> What is being asked
Give every line of the listing word for word, beginning at the first and including the line with "discrete signals, one" as the last.

> Records shown

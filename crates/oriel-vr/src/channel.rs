//! Bounded signal channel for handing control messages to the render thread.
//!
//! One producer (the owning/lifecycle thread) posts discrete signals, one
//! consumer (the render thread) drains them between frames. Neither side may
//! block: `post` drops the signal when the buffer is full (recoverable
//! signals can be reissued, and the one mandatory signal — shutdown — is
//! posted once and stays queued until polled, so the capacity only needs to
//! be generous relative to the expected number of in-flight messages), and
//! `poll` returns immediately when the buffer is empty.
//!
//! A mutex around a bounded deque is enough here: the render thread touches
//! the lock once per drained signal, a handful of times per frame at most. A
//! lock-free ring would satisfy the same contract but is a performance
//! choice, not a correctness requirement.

use std::collections::VecDeque;
use std::sync::Mutex;

/// Default capacity of the signal buffer.
pub const SIGNAL_CAPACITY: usize = 64;

#[derive(Debug, Clone, Copy, PartialEq, Eq)]
pub enum SignalKind {
    /// The owning thread wants the render loop to wind down.
    ExitRequested,
}

/// A control message with an optional payload interpreted per kind.
#[derive(Debug, Clone, Copy, PartialEq, Eq)]
pub struct Signal {
    pub kind: SignalKind,
    pub payload: u64,
}

impl Signal {
    pub fn new(kind: SignalKind, payload: u64) -> Self {
        Self { kind, payload }
    }

    pub fn exit() -> Self {
        Self::new(SignalKind::ExitRequested, 0)
    }
}

/// Single-producer single-consumer bounded FIFO of [`Signal`]s.
#[derive(Debug)]
pub struct SignalChannel {
    queue: Mutex<VecDeque<Signal>>,
    capacity: usize,
}

impl Default for SignalChannel {
    fn default() -> Self {
        Self::new()
    }
}

impl SignalChannel {
    pub fn new() -> Self {
        Self::with_capacity(SIGNAL_CAPACITY)
    }

    pub fn with_capacity(capacity: usize) -> Self {
        Self {
            queue: Mutex::new(VecDeque::with_capacity(capacity)),
            capacity,
        }
    }

    /// Post a signal without blocking. Dropped silently when the buffer is
    /// full.
    pub fn post(&self, signal: Signal) {
        let mut queue = match self.queue.lock() {
            Ok(guard) => guard,
            Err(poisoned) => poisoned.into_inner(),
        };
        if queue.len() < self.capacity {
            queue.push_back(signal);
        }
    }

    /// Take the oldest pending signal, if any, without blocking.
    pub fn poll(&self) -> Option<Signal> {
        let mut queue = match self.queue.lock() {
            Ok(guard) => guard,
            Err(poisoned) => poisoned.into_inner(),
        };
        queue.pop_front()
    }
}

#[cfg(test)]
mod tests {
    use super::*;
    use rand::{thread_rng, Rng};
    use std::sync::Arc;
    use std::thread;

    #[test]
    fn poll_on_empty_returns_none() {
        let channel = SignalChannel::new();
        assert_eq!(channel.poll(), None);
    }

    #[test]
    fn signals_are_fifo_and_delivered_once() {
        let channel = SignalChannel::new();
        for payload in 0..5 {
            channel.post(Signal::new(SignalKind::ExitRequested, payload));
        }
        for payload in 0..5 {
            assert_eq!(
                channel.poll(),
                Some(Signal::new(SignalKind::ExitRequested, payload))
            );
        }
        assert_eq!(channel.poll(), None);
    }

    #[test]
    fn full_channel_drops_new_signals() {
        let channel = SignalChannel::with_capacity(2);
        channel.post(Signal::new(SignalKind::ExitRequested, 1));
        channel.post(Signal::new(SignalKind::ExitRequested, 2));
        channel.post(Signal::new(SignalKind::ExitRequested, 3));

        assert_eq!(channel.poll().map(|s| s.payload), Some(1));
        assert_eq!(channel.poll().map(|s| s.payload), Some(2));
        assert_eq!(channel.poll(), None);
    }

    #[test]
    fn draining_frees_capacity_again() {
        let channel = SignalChannel::with_capacity(1);
        channel.post(Signal::new(SignalKind::ExitRequested, 1));
        channel.post(Signal::new(SignalKind::ExitRequested, 2));
        assert_eq!(channel.poll().map(|s| s.payload), Some(1));

        channel.post(Signal::new(SignalKind::ExitRequested, 3));
        assert_eq!(channel.poll().map(|s| s.payload), Some(3));
    }

    #[test]
    fn posted_signal_is_visible_to_the_consumer_thread() {
        let channel = Arc::new(SignalChannel::new());
        let producer = channel.clone();

        let handle = thread::spawn(move || {
            producer.post(Signal::exit());
        });
        handle.join().unwrap();

        assert_eq!(channel.poll(), Some(Signal::exit()));
    }

    #[test]
    fn random_post_poll_interleaving_matches_model() {
        let mut rng = thread_rng();
        let channel = SignalChannel::with_capacity(8);
        let mut model: VecDeque<u64> = VecDeque::new();
        let mut next: u64 = 0;

        for _ in 0..10_000 {
            if rng.gen_bool(0.5) {
                channel.post(Signal::new(SignalKind::ExitRequested, next));
                if model.len() < 8 {
                    model.push_back(next);
                }
                next += 1;
            } else {
                match channel.poll() {
                    Some(signal) => assert_eq!(Some(signal.payload), model.pop_front()),
                    None => assert!(model.is_empty()),
                }
            }
        }
    }
}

> Solved problem
filename crates/oriel-vr/src/channel.rs
//! Bounded signal channel for handing control messages to the render thread.
//!
//! One producer (the owning/lifecycle thread) posts discrete signals, one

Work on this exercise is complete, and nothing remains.